The little boy’s plaintive wailing grew louder and louder. Until then, It had been a perfect July weekend at the family’s old cottage: the big Lake had finally warmed up enough to make swimming a relaxing pleasure, not an frigid ordeal, sunsets had spread their orangey warm glow across the darkening sky and evening board games and crokinole brought friendly competition amid three-generational laughter.
But now it was Sunday evening and Father was climbing into his car to leave. A desk covered in files was awaiting his return to a suburban Waterloo office. For the rest of the family, summer vacation would continue uninterrupted. They gathered in the laneway to say goodbye with hugs and good wishes for safe travelling. The Honda rolls down the gravel driveway and is soon out of sight. And that’s when little Joshua began to sob in his mother’s arms.
Touched by his sadness, Grandma immediately offers to take Joshua inside the cottage. She knows the four year old’s fondness for her chocolate chip cookies and several of them remain hidden in that round tin container with the Queen’s picture on its lid. But Grandma’s well-intentioned attempt to alleviate Joshua’s sad feelings with food is swiftly ignored by the tearful lad.
Grandpa tries a different approach, one that was routinely directed at him as a child in Europe by his own father many decades ago. “Come on now, Josh, big boys don’t cry.” Predictably, shaming isn’t the answer either. Sobbing only increases. Uncle Frank is also feeling uncomfortable with his nephew’s display of raw emotion. He steps in with a well-reasoned explanation for the Dad’s departure:
“You know, Joshua, that your Daddy has to go back to work now. He and your Mommy make the money that pays for us to keep our cottage and buy all that yummy food we like to eat. And this summer, we are going to get that new boat. Don’t forget, your Daddy will be back next weekend. So don’t be sad.”

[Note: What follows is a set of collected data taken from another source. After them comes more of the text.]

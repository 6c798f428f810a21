use std::path::{Path, PathBuf};

use serde::Deserialize;
use tracing::debug;

use super::{youtube, FetchedTranscript, LocalBoxFuture, ServiceError, TranscriptSource};
use crate::transcript::TranscriptSegment;

/// Transcript cached on disk (JSON or YAML), for offline use.
///
/// Accepts the service's `{videoId, transcript}` object or a bare list of
/// segments. Segment times may be given as `offset`/`duration`,
/// `offsetSeconds`/`durationSeconds`, or `start`/`end`.
pub struct FileTranscriptSource {
    path: PathBuf,
}

#[derive(Debug, Deserialize)]
#[serde(untagged)]
enum FileTranscript {
    Wrapped {
        #[serde(rename = "videoId")]
        video_id: Option<String>,
        transcript: Vec<FileSegment>,
    },
    Bare(Vec<FileSegment>),
}

#[derive(Debug, Deserialize)]
struct FileSegment {
    text: Option<String>,
    #[serde(alias = "offsetSeconds", alias = "start", alias = "start_time")]
    offset: Option<f64>,
    #[serde(alias = "durationSeconds")]
    duration: Option<f64>,
    #[serde(alias = "end_time")]
    end: Option<f64>,
}

impl FileSegment {
    fn into_segment(self) -> TranscriptSegment {
        let offset = self.offset.unwrap_or(0.0);
        let duration = self
            .duration
            .or_else(|| self.end.map(|end| (end - offset).max(0.0)))
            .unwrap_or(0.0);
        TranscriptSegment::new(self.text.unwrap_or_default(), offset, duration)
    }
}

impl FileTranscriptSource {
    pub fn new(path: impl Into<PathBuf>) -> Self {
        Self { path: path.into() }
    }

    pub fn path(&self) -> &Path {
        &self.path
    }

    fn is_yaml(&self) -> bool {
        matches!(
            self.path.extension().and_then(|e| e.to_str()),
            Some("yaml" | "yml")
        )
    }

    /// Read and parse the file. `video_url` supplies the video ID when the
    /// file does not carry one.
    pub fn load(&self, video_url: &str) -> Result<FetchedTranscript, ServiceError> {
        let content = std::fs::read_to_string(&self.path)
            .map_err(|e| ServiceError::Fetch(format!("{}: {e}", self.path.display())))?;
        let parsed: FileTranscript = if self.is_yaml() {
            serde_yaml::from_str(&content)
                .map_err(|e| ServiceError::Fetch(format!("{}: {e}", self.path.display())))?
        } else {
            serde_json::from_str(&content)
                .map_err(|e| ServiceError::Fetch(format!("{}: {e}", self.path.display())))?
        };
        let (video_id, segments) = match parsed {
            FileTranscript::Wrapped {
                video_id,
                transcript,
            } => (video_id, transcript),
            FileTranscript::Bare(segments) => (None, segments),
        };
        let video_id = match video_id {
            Some(id) => id,
            None => youtube::extract_video_id(video_url)?,
        };
        debug!("Read {} segments from {}", segments.len(), self.path.display());
        Ok(FetchedTranscript {
            video_id,
            segments: segments.into_iter().map(FileSegment::into_segment).collect(),
        })
    }

    /// Write a fetched transcript in the wrapped service shape.
    pub fn save(&self, transcript: &FetchedTranscript) -> Result<(), ServiceError> {
        let content = if self.is_yaml() {
            serde_yaml::to_string(transcript).map_err(|e| ServiceError::Service(e.to_string()))?
        } else {
            serde_json::to_string_pretty(transcript)
                .map_err(|e| ServiceError::Service(e.to_string()))?
        };
        std::fs::write(&self.path, content)
            .map_err(|e| ServiceError::Service(format!("{}: {e}", self.path.display())))
    }
}

impl TranscriptSource for FileTranscriptSource {
    fn name(&self) -> &str {
        "file"
    }

    fn fetch_transcript(
        &self,
        video_url: &str,
    ) -> LocalBoxFuture<'static, Result<FetchedTranscript, ServiceError>> {
        let result = self.load(video_url);
        Box::pin(async move { result })
    }
}
impl HtmlParser {
    fn context_kind(&self) -> BlockKind {
        if self.items.is_empty() {
            return BlockKind::Paragraph;
        }
        match self.lists.last() {
            Some(kind) => BlockKind::list_item(*kind, self.lists.len().saturating_sub(1) as u8),
            None => BlockKind::Paragraph,
        }
    }

    fn marks(&self) -> Marks {
        let mut marks = Marks::default();
        for (_, frame) in &self.stack {
            if let Frame::Inline(patch) = frame {
                patch.apply(&mut marks);
            }
        }
        marks
    }

    fn finish_block(&mut self) {
        if let Some(block) = self.current.take() {
            self.blocks.push(block);
        }
    }

    fn start_block(&mut self, kind: BlockKind, align: Align) {
        self.finish_block();
        let mut block = Block::new(kind);
        block.align = align;
        self.current = Some(block);
        if let Some(produced) = self.items.last_mut() {
            *produced = true;
        }
    }

    fn text(&mut self, text: &str) {
        let text = text.replace(['\r', '\n'], " ");
        if self.current.is_none() {
            if text.trim().is_empty() {
                return;
            }
            let kind = self.context_kind();
            self.start_block(kind, Align::Left);
        }
        let marks = self.marks();
        if let Some(block) = self.current.as_mut() {
            block.push_text(&text, &marks);
        }
    }

    fn line_break(&mut self) {
        if let Some(ref current) = self.current {
            let (kind, align) = (current.kind, current.align);
            self.start_block(kind, align);
        }
    }

    fn open(&mut self, e: &BytesStart) {
        let name = tag_name(e.name().as_ref());
        let attrs = Attrs::read(e);
        let frame = match name.as_str() {
            "p" | "div" | "pre" => {
                let kind = self.context_kind();
                self.start_block(kind, attrs.align());
                Frame::Block
            }
            "h1" | "h2" | "h3" | "h4" | "h5" | "h6" => {
                let level = name[1..].parse().unwrap_or(1);
                self.start_block(BlockKind::Heading(level), attrs.align());
                Frame::Block
            }
            "ul" | "ol" => {
                self.finish_block();
                self.lists.push(if name == "ol" {
                    ListKind::Ordered
                } else {
                    ListKind::Bullet
                });
                Frame::List
            }
            "li" => {
                self.finish_block();
                self.items.push(false);
                Frame::ListItem
            }
            "br" => {
                self.line_break();
                return;
            }
            "img" | "hr" | "input" | "meta" | "link" | "wbr" => return,
            "strong" | "b" => Frame::Inline(MarkPatch {
                bold: true,
                ..MarkPatch::default()
            }),
            "em" | "i" => Frame::Inline(MarkPatch {
                italic: true,
                ..MarkPatch::default()
            }),
            "u" => Frame::Inline(MarkPatch {
                underline: true,
                ..MarkPatch::default()
            }),
            "code" => Frame::Inline(MarkPatch {
                code: true,
                ..MarkPatch::default()
            }),
            "span" => Frame::Inline(attrs.span_patch()),
            "a" | "s" | "mark" | "sub" | "sup" | "small" => Frame::Inline(MarkPatch::default()),
            _ => Frame::Container,
        };
        self.stack.push((name, frame));
    }

    fn close(&mut self, name: &str) {
        if !self.stack.iter().any(|(n, _)| n == name) {
            return;
        }
        while let Some((popped, frame)) = self.stack.pop() {
            match frame {
                Frame::Block => self.finish_block(),
                Frame::List => {
                    self.finish_block();
                    self.lists.pop();
                }
                Frame::ListItem => {
                    self.finish_block();
                    if let Some(false) = self.items.last() {
                        let kind = self.context_kind();
                        self.blocks.push(Block::new(kind));
                    }
                    self.items.pop();
                }
                Frame::Inline(_) | Frame::Container => {}
            }
            if popped == name {
                break;
            }
        }
    }

    fn empty(&mut self, e: &BytesStart) {
        let name = tag_name(e.name().as_ref());
        match name.as_str() {
            "br" => self.line_break(),
            "p" | "div" => {
                let kind = self.context_kind();
                self.start_block(kind, Attrs::read(e).align());
                self.finish_block();
            }
            _ => {}
        }
    }

    fn finish(mut self) -> Document {
        while let Some((name, _)) = self.stack.last() {
            let name = name.clone();
            self.close(&name);
        }
        self.finish_block();
        Document::from_blocks(self.blocks)
    }
}

struct Attrs {
    style: Option<String>,
    data_time: Option<String>,
}

impl Attrs {
    fn read(e: &BytesStart) -> Self {
        let mut attrs = Attrs {
            style: None,
            data_time: None,
        };
        for attr in e.html_attributes().flatten() {
            let key = tag_name(attr.key.as_ref());
            let value = unescape_html(&String::from_utf8_lossy(&attr.value)).into_owned();
            match key.as_str() {
                "style" => attrs.style = Some(value),
                "data-time" => attrs.data_time = Some(value),
                _ => {}
            }
        }
        attrs
    }

    fn style_value(&self, property: &str) -> Option<String> {
        let style = self.style.as_deref()?;
        style.split(';').find_map(|decl| {
            let (key, value) = decl.split_once(':')?;
            if key.trim().eq_ignore_ascii_case(property) {
                let value = value.trim().trim_matches(|c| c == '"' || c == '\'');
                (!value.is_empty()).then(|| value.to_string())
            } else {
                None
            }
        })
    }

    fn align(&self) -> Align {
        self.style_value("text-align")
            .and_then(|v| Align::from_css(&v))
            .unwrap_or_default()
    }

    fn span_patch(&self) -> MarkPatch {
        MarkPatch {
            font_family: self.style_value("font-family"),
            font_size: self.style_value("font-size"),
            // A span without a usable time is kept as plain text.
            timestamp: self
                .data_time
                .as_deref()
                .and_then(parse_time_attr)
                .map(TimestampMark::new),
            ..MarkPatch::default()
        }
    }
}

fn tag_name(raw: &[u8]) -> String {
    String::from_utf8_lossy(raw).to_ascii_lowercase()
}

/// Parse stored or pasted HTML into a document. Never fails: anything the
/// parser cannot understand is dropped or kept as plain text.
pub fn from_html(html: &str) -> Document {
    let mut reader = Reader::from_str(html);
    reader.trim_text(false);
    reader.check_end_names(false);

    let mut parser = HtmlParser::default();
    loop {
        match reader.read_event() {
            Ok(Event::Start(e)) => parser.open(&e),
            Ok(Event::Empty(e)) => parser.empty(&e),
            Ok(Event::End(e)) => parser.close(&tag_name(e.name().as_ref())),
            Ok(Event::Text(t)) => {
                let raw = String::from_utf8_lossy(&t);
                parser.text(&unescape_html(&raw));
            }
            Ok(Event::CData(c)) => parser.text(&String::from_utf8_lossy(&c)),
            Ok(Event::Eof) => break,
            Ok(_) => {}
            Err(e) => {
                warn!(
                    "Malformed note HTML at byte {}: {e}; keeping parsed content",
                    reader.buffer_position()
                );
                break;
            }
        }
    }
    parser.finish()
}

#[cfg(test)]
mod tests {
    use super::*;
    use crate::editor::document::{DocPosition, TextRun};

    #[test]
    fn empty_document_serializes_to_empty_paragraph() {
        assert_eq!(to_html(&Document::new()), "<p></p>");
        assert_eq!(from_html(""), Document::new());
    }

    #[test]
    fn inline_marks_and_alignment_serialize_canonically() {
        let mut block = Block::with_runs(
            BlockKind::Paragraph,
            vec![
                TextRun::plain("a "),
                TextRun::new(
                    "b",
                    Marks {
                        bold: true,
                        italic: true,
                        ..Marks::default()
                    },
                ),
                TextRun::new(
                    "c",
                    Marks {
                        font_family: Some("Georgia".into()),
                        font_size: Some("18px".into()),
                        ..Marks::default()
                    },
                ),
            ],
        );
        block.align = Align::Center;
        let html = to_html(&Document::from_blocks(vec![block]));
        assert_eq!(
            html,
            "<p style=\"text-align: center\">a <strong><em>b</em></strong>\
             <span style=\"font-family: Georgia; font-size: 18px\">c</span></p>"
        );
        assert_eq!(to_html(&from_html(&html)), html);
    }

    #[test]
    fn timestamp_round_trips_with_time_and_text() {
        let doc = Document::from_blocks(vec![Block::with_runs(
            BlockKind::Paragraph,
            vec![
                TextRun::new("[0:00]", Marks::timestamp(0)),
                TextRun::plain(" intro and "),
                TextRun::new("[2:05]", Marks::timestamp(125)),
            ],
        )]);
        let parsed = from_html(&to_html(&doc));
        assert_eq!(parsed, doc);
        let spans = parsed.timestamps();
        assert_eq!(spans.len(), 2);
        assert_eq!(spans[0].time_seconds, 0);
        assert_eq!(spans[1].time_seconds, 125);
        assert_eq!(spans[1].text, "[2:05]");
    }

    #[test]
    fn bad_time_attributes_degrade_to_plain_text() {
        let html = r#"<p><span data-time="abc">[x]</span> <span data-time="">[y]</span> <span>[z]</span></p>"#;
        let doc = from_html(html);
        assert!(doc.timestamps().is_empty());
        assert_eq!(doc.plain_text(), "[x] [y] [z]");
    }

    #[test]
    fn nested_lists_round_trip() {
        let doc = Document::from_blocks(vec![
            Block::with_runs(BlockKind::BulletItem { depth: 0 }, vec![TextRun::plain("one")]),
            Block::with_runs(BlockKind::BulletItem { depth: 1 }, vec![TextRun::plain("one.a")]),
            Block::with_runs(BlockKind::OrderedItem { depth: 1 }, vec![TextRun::plain("one.1")]),
            Block::with_runs(BlockKind::BulletItem { depth: 0 }, vec![TextRun::plain("two")]),
            Block::text_paragraph("after"),
        ]);
        let html = to_html(&doc);
        assert_eq!(
            html,
            "<ul><li><p>one</p><ul><li><p>one.a</p></li></ul><ol><li><p>one.1</p></li></ol>\
             </li><li><p>two</p></li></ul><p>after</p>"
        );
        assert_eq!(from_html(&html), doc);
    }

    #[test]
    fn editor_markup_with_classes_and_breaks_is_understood() {
        let html = "<p class=\"leading-4 my-4\">Hello&nbsp;there<br>next line</p>\
                    <ol class=\"list-decimal\"><li class=\"my-2\">bare item</li></ol>\
                    <h2>Title &amp; more</h2>";
        let doc = from_html(html);
        assert_eq!(doc.block_count(), 4);
        assert_eq!(doc.blocks()[0].text(), "Hello\u{a0}there");
        assert_eq!(doc.blocks()[1].text(), "next line");
        assert_eq!(doc.blocks()[2].kind, BlockKind::OrderedItem { depth: 0 });
        assert_eq!(doc.blocks()[2].text(), "bare item");
        assert_eq!(doc.blocks()[3].kind, BlockKind::Heading(2));
        assert_eq!(doc.blocks()[3].text(), "Title & more");
    }

    #[test]
    fn malformed_markup_does_not_panic() {
        let doc = from_html("<p>unclosed <strong>bold");
        assert_eq!(doc.plain_text(), "unclosed bold");
        assert!(doc.marks_at(DocPosition::new(0, 9)).is_some_and(|m| m.bold));

        let doc = from_html("<p>a</em></p>stray text<");
        assert!(doc.plain_text().starts_with('a'));
    }

    #[test]
    fn special_characters_are_escaped() {
        let doc = Document::from_blocks(vec![Block::text_paragraph("1 < 2 & 3 > 0")]);
        let html = to_html(&doc);
        assert_eq!(html, "<p>1 &lt; 2 &amp; 3 &gt; 0</p>");
        assert_eq!(from_html(&html), doc);
    }

    #[test]
    fn transcript_entities_decode_including_double_encoding() {
        assert_eq!(decode_entities("it&amp;#39;s"), "it's");
        assert_eq!(decode_entities("rock &amp; roll"), "rock & roll");
        assert_eq!(decode_entities("&quot;hi&quot;"), "\"hi\"");
        assert_eq!(decode_entities("Q&A"), "Q&A");
    }

    #[test]
    fn bare_ampersands_do_not_block_other_entities() {
        assert_eq!(
            decode_entities("Q&A it&amp;#39;s &quot;live&quot;"),
            "Q&A it's \"live\""
        );
        assert_eq!(decode_entities("a & b &#x41;&#66; &bogus; &"), "a & b AB &bogus; &");
        assert_eq!(unescape_html("&amp;lt; stays text"), "&lt; stays text");
    }

    #[test]
    fn note_text_with_bare_ampersand_keeps_its_entities() {
        let doc = from_html("<p>R&D &lt;team&gt; &#8212; 2&nbsp;days</p>");
        assert_eq!(doc.plain_text(), "R&D <team> \u{2014} 2\u{a0}days");
    }
}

His attempt to banish a painful emotion through logical reasoning fails to stop the flow of tears, Aunt Jane is next in line. Unfortunately, she misinterprets the reason behind Joshua’s public mourning. “I know you want to go for a car ride but your Daddy has to leave now. But I have my car here and it has some really fun children’s stories for you to watch. How about we go for ride first thing tomorrow morning? You don’t need to be sad.” Louder weeping is Joshua’s only reply.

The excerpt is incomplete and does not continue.